Al oír el comentario de Bliss, Blaze dirigió una sonrisa de agradecimiento a su hermana.

– Está bien, pequeña -accedió el rey-. Si eso es lo que deseas, recomendaré a tu hija como dama de honor siempre y cuando la condesa de Marwood se comprometa a velar por ella. ¿Puedo hacer algo más por ti?

– Quiero que Philip y Giles sean pajes de la reina

– contestó Blaze mirando al rey a los ojos.

– ¡Nunca más volveré a decirte que me pidas lo que quieras! -exclamó el rey entre carcajadas-. Está bien, está bien, tú ganas. Tus hijos parecen listos y educados. Nunca me pediste nada cuando estábamos juntos

– añadió poniéndose serio-. Toda la corte te tenía por una boba por no aprovecharte de la situación.

– Cuando estábamos juntos tenía bastante con vuestro afecto y respeto, señor -replicó Blaze.

– Todavía te quiero y te respeto, pequeña. Miro a tus hijos y me digo que podrían ser míos si te hubiera escogido como esposa.

– Su majestad tiene al príncipe Eduardo. Queréis lo mejor para él y yo quiero lo mejor para mis hijos. Todo lo que os pido es para ellos. Vos mismo habéis dicho que nunca he abusado de vuestra generosidad.

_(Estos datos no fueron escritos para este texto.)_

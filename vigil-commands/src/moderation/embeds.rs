use poise::serenity_prelude as serenity;

use vigil_core::moderation::{Escalation, ModerationError, Rejection, WarnOutcome, WarningList};
use vigil_database::model::GuildStats;
use vigil_utils::embed::{ERROR_COLOR, INFO_COLOR, WARNING_COLOR, info_embed, success_embed};
use vigil_utils::formatting::{format_tally, sanitize_mentions, truncate};
use vigil_utils::time::{TimestampStyle, discord_timestamp};

const FIELD_VALUE_LIMIT: usize = 1024;

pub fn rejection_message(action: &str, rejection: Rejection) -> String {
    match rejection {
        Rejection::BotTarget => format!("You cannot {action} bots!"),
        Rejection::SelfTarget => format!("You cannot {action} yourself!"),
        Rejection::InsufficientRank => {
            format!("You cannot {action} users with equal or higher roles!")
        }
    }
}

/// User-facing text for outcomes the invoker can act on. `None` means the
/// failure is unexpected and belongs to the framework error handler.
pub fn moderation_error_message(action: &str, error: &ModerationError) -> Option<String> {
    match error {
        ModerationError::Rejected(rejection) => Some(rejection_message(action, *rejection)),
        ModerationError::BotMissingPermissions => {
            Some(format!("I don't have permission to {action} this user!"))
        }
        ModerationError::NotBanned => Some("User not found or not banned!".to_owned()),
        ModerationError::InvalidThreshold => {
            Some("The warning limit must be at least 1.".to_owned())
        }
        ModerationError::Platform(_) | ModerationError::Store(_) => None,
    }
}

fn reason_field(reason: &str) -> String {
    truncate(&sanitize_mentions(reason), FIELD_VALUE_LIMIT)
}

fn user_field(user: &serenity::User) -> String {
    format!("<@{}> ({})", user.id.get(), user.id.get())
}

pub fn action_embed(
    title: &str,
    color: u32,
    target: &serenity::User,
    moderator_id: serenity::UserId,
    reason: &str,
) -> serenity::CreateEmbed {
    serenity::CreateEmbed::new()
        .title(title.to_owned())
        .color(color)
        .field("User", user_field(target), true)
        .field("Moderator", format!("<@{}>", moderator_id.get()), true)
        .field("Reason", reason_field(reason), false)
        .timestamp(serenity::Timestamp::now())
}

pub fn kick_embed(
    target: &serenity::User,
    moderator_id: serenity::UserId,
    reason: &str,
) -> serenity::CreateEmbed {
    action_embed("👢 User Kicked", WARNING_COLOR, target, moderator_id, reason)
}

pub fn ban_embed(
    target: &serenity::User,
    moderator_id: serenity::UserId,
    reason: &str,
) -> serenity::CreateEmbed {
    action_embed("🔨 User Banned", ERROR_COLOR, target, moderator_id, reason)
}

pub fn escalation_note(escalation: Escalation) -> Option<(&'static str, &'static str)> {
    match escalation {
        Escalation::NotReached => None,
        Escalation::Banned => Some((
            "⛔ Action Taken",
            "User has been banned for exceeding maximum warnings!",
        )),
        Escalation::BanDenied => Some(("❌ Error", "Failed to ban user. Check bot permissions.")),
        Escalation::BanFailed => Some((
            "❌ Error",
            "Failed to ban user. The warning was still recorded.",
        )),
    }
}

pub fn warn_embed(
    target: &serenity::User,
    moderator_id: serenity::UserId,
    reason: &str,
    outcome: WarnOutcome,
) -> serenity::CreateEmbed {
    let color = if outcome.escalation == Escalation::Banned {
        ERROR_COLOR
    } else {
        WARNING_COLOR
    };

    let embed = serenity::CreateEmbed::new()
        .title("⚠️ User Warned")
        .color(color)
        .field("User", user_field(target), true)
        .field("Moderator", format!("<@{}>", moderator_id.get()), true)
        .field("Warns", format_tally(outcome.count, outcome.max_warns), true)
        .field("Reason", reason_field(reason), false)
        .timestamp(serenity::Timestamp::now());

    match escalation_note(outcome.escalation) {
        Some((name, value)) => embed.field(name, value, false),
        None => embed,
    }
}

/// One line block per warning, numbered from 1 in the order they were issued.
pub fn warning_lines(list: &WarningList) -> Vec<String> {
    list.warnings
        .iter()
        .enumerate()
        .map(|(index, warning)| {
            format!(
                "**Warning #{}**\n**Reason:** {}\n**Moderator:** <@{}>\n**Date:** {}",
                index + 1,
                reason_field(&warning.reason),
                warning.moderator_id,
                discord_timestamp(warning.timestamp, TimestampStyle::ShortDate)
            )
        })
        .collect()
}

pub fn warnings_summary(list: &WarningList) -> String {
    format!(
        "**Total Warnings:** {}",
        format_tally(list.warnings.len(), list.max_warns)
    )
}

pub fn no_warnings_embed(display_name: &str) -> serenity::CreateEmbed {
    info_embed(&format!("⚠️ Warnings for {display_name}"), "No warnings found!")
}

pub fn cleared_embed(user_id: serenity::UserId, cleared: usize) -> serenity::CreateEmbed {
    success_embed(
        "✅ Warnings Cleared",
        format!("Cleared **{cleared}** warning(s) for <@{}>", user_id.get()),
    )
}

pub fn no_warnings_to_clear_message(user_id: serenity::UserId) -> String {
    format!("<@{}> has no warnings!", user_id.get())
}

pub fn unbanned_embed(name: &str, user_id: serenity::UserId) -> serenity::CreateEmbed {
    success_embed(
        "✅ User Unbanned",
        format!("Successfully unbanned **{name}** ({})", user_id.get()),
    )
}

pub fn max_warns_embed(previous: u32, current: u32) -> serenity::CreateEmbed {
    success_embed(
        "✅ Warning Limit Updated",
        format!("Members are now banned at **{current}** warning(s) (was {previous})."),
    )
}

pub fn server_stats_embed(guild_name: &str, stats: GuildStats) -> serenity::CreateEmbed {
    serenity::CreateEmbed::new()
        .title(format!("📊 {guild_name} Moderation Stats"))
        .color(INFO_COLOR)
        .field(
            "Verifications",
            stats.total_verifications.to_string(),
            true,
        )
        .field("Active Warnings", stats.active_warnings.to_string(), true)
        .field("Warned Members", stats.warned_users.to_string(), true)
}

– Nunca he conocido a una mujer con un corazón tan puro y bondadoso como el tuyo, pequeña -dijo el rey tomando la pequeña mano de Blaze entre las suyas-. Estoy seguro de que mi nueva reina estará encantada de contar con los servicios de tus tres hijos. ¿Qué decís a eso, Philip y Giles? ¿Os gustaría servir a mi reina?

– ¡Sí, majestad! -contestaron los muchachos a coro.

– ¿Y tú, Nyssa? Esta niña volverá locos a todos los hombres -añadió sin esperar la respuesta de la muchacha-. Vais a tener mucho trabajo, lady Fitzhugh.

– Puedo cuidar de mi misma -intervino Nyssa, ofendida-. Después de todo, he criado a mis hermanos.

– ¡Nyssa! -exclamó su madre escandalizada por el atrevimiento de la joven. El rey se echó a reír,

– No la regañéis, señora -intercedió-. Es igual que mi Elizabeth: una rosa salvaje. Me alegro de saber que es una muchacha fuerte; sabes que necesitará de todas sus fuerzas para sobrevivir en la corte. Y ahora que te he concedido todo cuanto me has pedido, ¿piensas darme de comer o vas a dejarme morir de hambre?

Blaze hizo un gesto a los sirvientes y éstos corrieron a la cocina a traer las numerosas viandas que habían sido cocinadas con motivo de la visita real. Como la condesa de Langford había dicho, había ternera asada con sal de roca, un hermoso jamón, truchas con limón y espinacas y, naturalmente, seis pasteles de perdiz en cuyas superficies habían sido practicadas algunas aberturas que despedían un delicioso aroma a carne y vino. También había patos con salsa de ciruelas servidos en bandejas de plata y costillas de cordero, todo ello acompañado de guisantes, cebollas asadas, zanahorias con salsa de nata, pan, mantequilla y queso.